Colour Corrected: Refers to a lamp, such as an LED, with a special phosphor or coating to give it a color rendering profile similar to natural daylight.

Die: Is the chip or the light emitting semiconductor.

Diode: A two-terminal semiconductor device having a p-n (positive negative)
junction which allows energy to travel in one direction.

Driver: A self-contained power supply that has outputs which match the electrical characteristics of the lamp. It is similar to a ballast and is used to power  illumination sources.

Flicker: The strobing of some luminaires that cannot be visually detected  because of the frequency of its output voltage.

Heat Sink: A heat sink is an environment or object that absorbs and dissipates
heat from another object. The design of an LED retrofit lamp’s heat
sink is an integral factor in the overall performance of the lamp.

LED Array: A predetermined pattern of a number of LEDS mounted on a printed
circuit board (PCB) or other surface which produces light when power is provided.

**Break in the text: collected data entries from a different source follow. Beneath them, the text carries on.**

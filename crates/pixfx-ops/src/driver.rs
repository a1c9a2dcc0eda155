//! Row driver: the adapter between a row scheduler and an [`Effect`].
//!
//! A [`RowDriver`] owns the derived parameters of one effect as an
//! immutable `Arc` snapshot. For each span it fetches the input rows the
//! effect needs, copies input 0 into the output so that untouched
//! channels pass through exactly, and hands the span to the kernel.
//!
//! # Example
//!
//! ```rust
//! use pixfx_core::{Channel, ChannelLayout, ChannelSet, Frame, PixelSpan, Row};
//! use pixfx_ops::contrast::{Contrast, ContrastSettings};
//! use pixfx_ops::{RenderContext, RowDriver};
//!
//! let frame = Frame::filled(4, 1, ChannelLayout::rgba(), &[0.36, 0.18, 0.09, 1.0]).unwrap();
//! let settings = ContrastSettings { exponents: [2.0, 2.0, 2.0, 1.0], ..Default::default() };
//! let driver = RowDriver::<Contrast>::new(&settings, frame.format()).unwrap();
//!
//! let ctx = RenderContext::from_source(&frame);
//! let span = PixelSpan::full_row(0, 4);
//! let mut out = Row::for_span(span);
//! driver.process_span(&ctx, span, ChannelSet::RGBA, &mut out).unwrap();
//! assert!((out.channel(Channel::RED)[0] - 0.72).abs() < 1e-6);
//! ```

use std::sync::Arc;

use pixfx_core::{ChannelLayout, ChannelSet, Format, PixelSpan, Row, RowSource};
use tracing::{debug, trace};

use crate::{AbortFlag, ChannelSpec, Effect, OpsError, OpsResult, SpanBuffers, SpanOutcome};

/// Inputs, layout and format of one render.
#[derive(Clone)]
pub struct RenderContext<'a> {
    inputs: Vec<&'a dyn RowSource>,
    layout: ChannelLayout,
    format: Format,
}

impl<'a> RenderContext<'a> {
    /// Creates a context with no inputs, for generators.
    pub fn new(format: Format, layout: ChannelLayout) -> Self {
        Self {
            inputs: Vec::new(),
            layout,
            format,
        }
    }

    /// Creates a context whose input 0, format and layout come from `source`.
    pub fn from_source(source: &'a dyn RowSource) -> Self {
        Self::new(
            Format::new(source.width(), source.height()),
            source.layout().clone(),
        )
        .with_input(source)
    }

    /// Appends an input.
    pub fn with_input(mut self, source: &'a dyn RowSource) -> Self {
        self.inputs.push(source);
        self
    }

    /// Input sources in order.
    pub fn inputs(&self) -> &[&'a dyn RowSource] {
        &self.inputs
    }

    /// Output channel layout.
    pub fn layout(&self) -> &ChannelLayout {
        &self.layout
    }

    /// Output format.
    pub fn format(&self) -> Format {
        self.format
    }

    /// Checks that every input matches the output format.
    pub fn check_inputs(&self) -> OpsResult<()> {
        for (i, src) in self.inputs.iter().enumerate() {
            if src.width() != self.format.width || src.height() != self.format.height {
                return Err(OpsError::SizeMismatch(format!(
                    "input {i} is {}x{}, output is {}x{}",
                    src.width(),
                    src.height(),
                    self.format.width,
                    self.format.height
                )));
            }
        }
        Ok(())
    }
}

/// Object-safe span processor, implemented by every [`RowDriver`].
pub trait Processor: Send + Sync {
    /// Effect name.
    fn name(&self) -> &'static str;

    /// Input negotiation of the effect.
    fn channel_spec(&self) -> ChannelSpec;

    /// Abort flag checked between spans and channel groups.
    fn abort_flag(&self) -> &AbortFlag;

    /// Processes `channels` of `span` into `out`.
    fn process_span(
        &self,
        ctx: &RenderContext<'_>,
        span: PixelSpan,
        channels: ChannelSet,
        out: &mut Row,
    ) -> OpsResult<SpanOutcome>;
}

/// Drives one [`Effect`] over spans.
pub struct RowDriver<E: Effect> {
    params: Arc<E::Params>,
    spec: ChannelSpec,
    abort: AbortFlag,
}

impl<E: Effect> RowDriver<E> {
    /// Derives parameters from `settings` for an output of `format`.
    pub fn new(settings: &E::Settings, format: Format) -> OpsResult<Self> {
        let params = E::derive_params(settings, format)?;
        debug!(effect = E::NAME, ?params, "derived params");
        Ok(Self::from_params(params))
    }

    /// Wraps already derived parameters.
    pub fn from_params(params: E::Params) -> Self {
        let spec = E::required_channels(&params);
        Self {
            params: Arc::new(params),
            spec,
            abort: AbortFlag::new(),
        }
    }

    /// Shares `abort` with this driver.
    pub fn with_abort_flag(mut self, abort: AbortFlag) -> Self {
        self.abort = abort;
        self
    }

    /// Current parameter snapshot.
    pub fn params(&self) -> &Arc<E::Params> {
        &self.params
    }

    /// Input negotiation for the current parameters.
    pub fn spec(&self) -> ChannelSpec {
        self.spec
    }

    /// Abort flag shared with whoever may cancel the render.
    pub fn abort_flag(&self) -> &AbortFlag {
        &self.abort
    }

    /// Re-derives parameters after a settings change.
    ///
    /// Takes `&mut self`, so no span can be in flight while the new
    /// snapshot is published.
    pub fn update(&mut self, settings: &E::Settings, format: Format) -> OpsResult<()> {
        let params = E::derive_params(settings, format)?;
        debug!(effect = E::NAME, ?params, "re-derived params");
        self.spec = E::required_channels(&params);
        self.params = Arc::new(params);
        Ok(())
    }

    /// Processes `channels` of `span` into `out`.
    ///
    /// `out` must cover the span columns.
    pub fn process_span(
        &self,
        ctx: &RenderContext<'_>,
        span: PixelSpan,
        channels: ChannelSet,
        out: &mut Row,
    ) -> OpsResult<SpanOutcome> {
        let needed = self.spec.inputs;
        if ctx.inputs().len() < needed {
            return Err(OpsError::MissingInput {
                effect: E::NAME,
                expected: needed,
                got: ctx.inputs().len(),
            });
        }
        if out.x() > span.x || out.r() < span.r {
            return Err(OpsError::SizeMismatch(format!(
                "output row [{}, {}) does not cover span [{}, {})",
                out.x(),
                out.r(),
                span.x,
                span.r
            )));
        }
        if self.abort.is_aborted() {
            return Ok(SpanOutcome::Aborted);
        }
        if span.is_empty() {
            return Ok(SpanOutcome::Completed);
        }

        let request = self.spec.request(channels, ctx.layout());
        let sources = &ctx.inputs()[..needed];
        let rows: Vec<Row> = sources
            .iter()
            .map(|src| src.fetch_row(span.y, span.x, span.r, request))
            .collect();
        if let Some(first) = rows.first() {
            out.copy_channels(first, request);
        }

        let buffers = SpanBuffers {
            rows: &rows,
            sources,
            layout: ctx.layout(),
        };
        let outcome = E::process_span(&self.params, span, &buffers, request, out, &self.abort);
        trace!(effect = E::NAME, y = span.y, x = span.x, r = span.r, ?outcome, "span");
        Ok(outcome)
    }
}

impl<E: Effect> Clone for RowDriver<E> {
    fn clone(&self) -> Self {
        Self {
            params: Arc::clone(&self.params),
            spec: self.spec,
            abort: self.abort.clone(),
        }
    }
}

impl<E: Effect> std::fmt::Debug for RowDriver<E> {
    fn fmt(&self, f: &mut std::fmt::Formatter<'_>) -> std::fmt::Result {
        f.debug_struct("RowDriver")
            .field("effect", &E::NAME)
            .field("params", &self.params)
            .field("spec", &self.spec)
            .finish()
    }
}

impl<E: Effect> Processor for RowDriver<E> {
    fn name(&self) -> &'static str {
        E::NAME
    }

    fn channel_spec(&self) -> ChannelSpec {
        self.spec
    }

    fn abort_flag(&self) -> &AbortFlag {
        RowDriver::abort_flag(self)
    }

    fn process_span(
        &self,
        ctx: &RenderContext<'_>,
        span: PixelSpan,
        channels: ChannelSet,
        out: &mut Row,
    ) -> OpsResult<SpanOutcome> {
        RowDriver::process_span(self, ctx, span, channels, out)
    }
}

#[cfg(test)]
mod tests {
    use super::*;
    use crate::contrast::{Contrast, ContrastSettings};
    use crate::keyer::{Keyer, KeyerSettings};
    use crate::radial::{CircularRamp, RampSettings};
    use crate::vibrance::{Vibrance, VibranceSettings};
    use pixfx_core::{Channel, Frame};

    fn layered() -> ChannelLayout {
        ChannelLayout::rgba()
            .with_layer("depth", &["z"])
            .unwrap()
    }

    fn noise_frame(width: u32, height: u32, layout: ChannelLayout, seed: u32) -> Frame {
        let mut frame = Frame::new(width, height, layout.clone()).unwrap();
        let mut state = seed;
        for ch in layout.all().iter() {
            for v in frame.plane_mut(ch).unwrap() {
                state = state.wrapping_mul(1_664_525).wrapping_add(1_013_904_223);
                *v = (state >> 8) as f32 / (1u32 << 24) as f32;
            }
        }
        frame
    }

    #[test]
    fn passthrough_is_exact() {
        let layout = layered();
        let depth = layout.find("depth.z").unwrap();
        let frame = noise_frame(16, 2, layout, 7);
        let settings = VibranceSettings {
            vibrance: 2.5,
            ..Default::default()
        };
        let driver = RowDriver::<Vibrance>::new(&settings, frame.format()).unwrap();
        let ctx = RenderContext::from_source(&frame);

        let span = PixelSpan::full_row(1, 16);
        let mut out = Row::for_span(span);
        let outcome = driver
            .process_span(&ctx, span, ChannelSet::RGBA.with(depth), &mut out)
            .unwrap();
        assert_eq!(outcome, SpanOutcome::Completed);

        let input = frame.fetch_row(1, 0, 16, ChannelSet::RGBA.with(depth));
        assert_eq!(out.channel(depth), input.channel(depth));
        assert_eq!(out.channel(Channel::ALPHA), input.channel(Channel::ALPHA));
        assert_ne!(out.channel(Channel::RED), input.channel(Channel::RED));
    }

    #[test]
    fn request_pulls_whole_triple() {
        let frame = noise_frame(8, 1, ChannelLayout::rgba(), 3);
        let settings = VibranceSettings {
            vibrance: 0.0,
            ..Default::default()
        };
        let driver = RowDriver::<Vibrance>::new(&settings, frame.format()).unwrap();
        let ctx = RenderContext::from_source(&frame);
        let span = PixelSpan::full_row(0, 8);
        let mut out = Row::for_span(span);
        driver
            .process_span(&ctx, span, Channel::GREEN.into(), &mut out)
            .unwrap();
        assert_eq!(out.channels(), ChannelSet::RGB);
    }

    #[test]
    fn keyer_needs_two_inputs() {
        let frame = noise_frame(4, 1, ChannelLayout::rgb(), 1);
        let driver = RowDriver::<Keyer>::new(&KeyerSettings::default(), frame.format()).unwrap();
        let ctx = RenderContext::from_source(&frame);
        let span = PixelSpan::full_row(0, 4);
        let mut out = Row::for_span(span);
        let err = driver
            .process_span(&ctx, span, ChannelSet::RGB, &mut out)
            .unwrap_err();
        assert!(matches!(err, OpsError::MissingInput { expected: 2, got: 1, .. }));

        let ctx = ctx.with_input(&frame);
        assert!(driver.process_span(&ctx, span, ChannelSet::RGB, &mut out).is_ok());
    }

    #[test]
    fn aborted_driver_writes_nothing() {
        let frame = noise_frame(4, 1, ChannelLayout::rgb(), 1);
        let driver = RowDriver::<Contrast>::new(&ContrastSettings::default(), frame.format()).unwrap();
        driver.abort_flag().abort();

        let ctx = RenderContext::from_source(&frame);
        let span = PixelSpan::full_row(0, 4);
        let mut out = Row::for_span(span);
        let outcome = driver
            .process_span(&ctx, span, ChannelSet::RGB, &mut out)
            .unwrap();
        assert!(outcome.is_aborted());
        assert!(out.channels().is_empty());
    }

    #[test]
    fn out_row_must_cover_span() {
        let ctx = RenderContext::new(Format::new(8, 8), ChannelLayout::rgba());
        let driver = RowDriver::<CircularRamp>::new(&RampSettings::default(), ctx.format()).unwrap();
        let mut out = Row::new(0, 4);
        let result = driver.process_span(&ctx, PixelSpan::new(0, 2, 6), ChannelSet::RGBA, &mut out);
        assert!(matches!(result, Err(OpsError::SizeMismatch(_))));
    }

    #[test]
    fn update_publishes_new_snapshot() {
        let format = Format::new(2, 2);
        let mut driver = RowDriver::<Contrast>::new(&ContrastSettings::default(), format).unwrap();
        let before = Arc::clone(driver.params());
        let settings = ContrastSettings {
            pivot: 0.5,
            ..Default::default()
        };
        driver.update(&settings, format).unwrap();
        assert_eq!(before.pivot, 0.18);
        assert_eq!(driver.params().pivot, 0.5);

        let bad = ContrastSettings {
            pivot: 0.0,
            ..Default::default()
        };
        assert!(driver.update(&bad, format).is_err());
        assert_eq!(driver.params().pivot, 0.5);
    }

    #[test]
    fn context_checks_sizes() {
        let a = Frame::new(4, 4, ChannelLayout::rgb()).unwrap();
        let b = Frame::new(4, 3, ChannelLayout::rgb()).unwrap();
        assert!(RenderContext::from_source(&a).check_inputs().is_ok());
        let ctx = RenderContext::from_source(&a).with_input(&b);
        assert!(matches!(ctx.check_inputs(), Err(OpsError::SizeMismatch(_))));
    }
}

Lens: A lens is an optical device that refracts light, converging or diverging the

L70: Is a measure of the Lumen depreciation in an LED.

LM79: An IES approved method describing procedures and precautions in
performing reproducible measurements of LEDs including total flux, electrical power, efficacy (lpw) and chromaticity. This is applicable to LED products incorporating control electronics and heat sinks (LED luminaires and integrated LED sources).

LM80: An IES approved method for measuring lumen depreciation of solidstate
(LED) light sources, array and modules. This does not apply to luminaires and does not define or provide methods for estimation of life.

Power Factor (PF): Measurement of the relationship between the AC source voltage and current. Power factors can range from 0 to 1.0, with 1.0 being ideal.
Power factor is sometimes expressed as a percent. “High” power factor usually means a rating of 0.9 or greater.

Solid-State Lighting (SSL): Lighting that uses LEDs to emit light from a solid object -a semiconductor- rather than from vacuums or gas tubes used in
incandescent and fluorescent lighting. Solid-State Lighting does not contain moving parts that can break or shatter, potentially contaminating the environment.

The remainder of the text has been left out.